On the updated pan, one would think that would be the intelligent thing to do, wouldn't one?


----------



## basher (Nov 13, 2004)

When it comes to warranty, it's all about the dealer!!!!!!!!!!!!!!!!!!


----------



## fordmstng66 (Dec 27, 2005)

I have a 95 F150, and i just replaced mine. I was lucky my friend was a mechanic. He replaced the pan, my rusted out motor mounts for under $400. That included parts. Ford had to go and run the y-pipe under the pan.


----------



## jetskiman6969 (Dec 11, 2005)

Don't be a fool and buy a chevy or a dodge, they are both JUNK!! Oil pan repair will run about $300.00 if you do it yourself.


----------



## bluerage94 (Dec 24, 2004)

I had the same problem with my 2002 Excursion 7.3 diesel. It was 5 years old and about 2 months past the warranty. With only 60k on the odometer my oil pan began to rot. At first the dealer said it was due to the plow that was installed, I told them that the plow was only 1 year old and we haven't had more than two snow falls anyway... I was quoted $2000 for the fix I complained and they finally took care of it. I had bought quite a few trucks from them. I got lucky. But it is a pain to fix the pan on the diesel. I asked 3 mechanics all at different shops they all said that the engine must come out. There's a cross member in the way. Good Luck....


----------



## JD Dave (Mar 20, 2007)

jetskiman6969;410428 said:


> Don't be a fool and buy a chevy or a dodge, they are both JUNK!! Oil pan repair will run about $300.00 if you do it yourself.
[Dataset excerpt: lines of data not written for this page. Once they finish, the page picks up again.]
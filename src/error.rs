//! @ai:module:intent Error taxonomy for backend calls
//! @ai:module:layer domain
//! @ai:module:public_api ClientError, MODEL_NOT_AVAILABLE
//! @ai:module:stateless true

use std::time::Duration;
use thiserror::Error;

/// Sentinel message for a backend that is unreachable by design (e.g. daemon not running)
pub const MODEL_NOT_AVAILABLE: &str = "Model not available";

/// @ai:intent Failure while talking to a model backend; never crosses the client boundary
#[derive(Error, Debug)]
pub enum ClientError {
    #[error("transport error: {0}")]
    Transport(String),

    #[error("Request timeout after {}s", .0.as_secs_f64())]
    Timeout(Duration),

    #[error("{}", MODEL_NOT_AVAILABLE)]
    Unavailable,

    #[error("protocol error: {0}")]
    Protocol(String),

    #[error("configuration error: {0}")]
    Config(String),
}

impl From<reqwest::Error> for ClientError {
    fn from(err: reqwest::Error) -> Self {
        if err.is_decode() {
            ClientError::Protocol(err.to_string())
        } else {
            ClientError::Transport(err.to_string())
        }
    }
}

impl From<std::io::Error> for ClientError {
    fn from(err: std::io::Error) -> Self {
        ClientError::Transport(err.to_string())
    }
}

#[cfg(test)]
mod tests {
    use super::*;

    #[test]
    fn test_timeout_message_mentions_timeout() {
        let message = ClientError::Timeout(Duration::from_secs(120)).to_string();
        assert!(message.to_lowercase().contains("timeout"));
        assert!(message.contains("120"));
    }

    #[test]
    fn test_unavailable_uses_sentinel() {
        assert_eq!(ClientError::Unavailable.to_string(), MODEL_NOT_AVAILABLE);
    }
}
Couldn't have said it better myself. BTW A good dealer does make the difference, why are some so hard to deal with and it doesn't matter which kind of truck you have.


----------



## basher (Nov 13, 2004)

JD Dave;410712 said:


> Couldn't have said it better myself. BTW A good dealer does make the difference, why are some so hard to deal with and it doesn't matter which kind of truck you have.


But your sig says you only own Chevys????


----------



## Gicon (Oct 1, 2005)

01FordPlower;409916 said:


> That your problem right there. If your mechanic is pulling up the engine to do it, he's wrong, that's the slow ass way. Pulling down the tranny is much more efficient and saves a lot of time. My mechanic told me $800.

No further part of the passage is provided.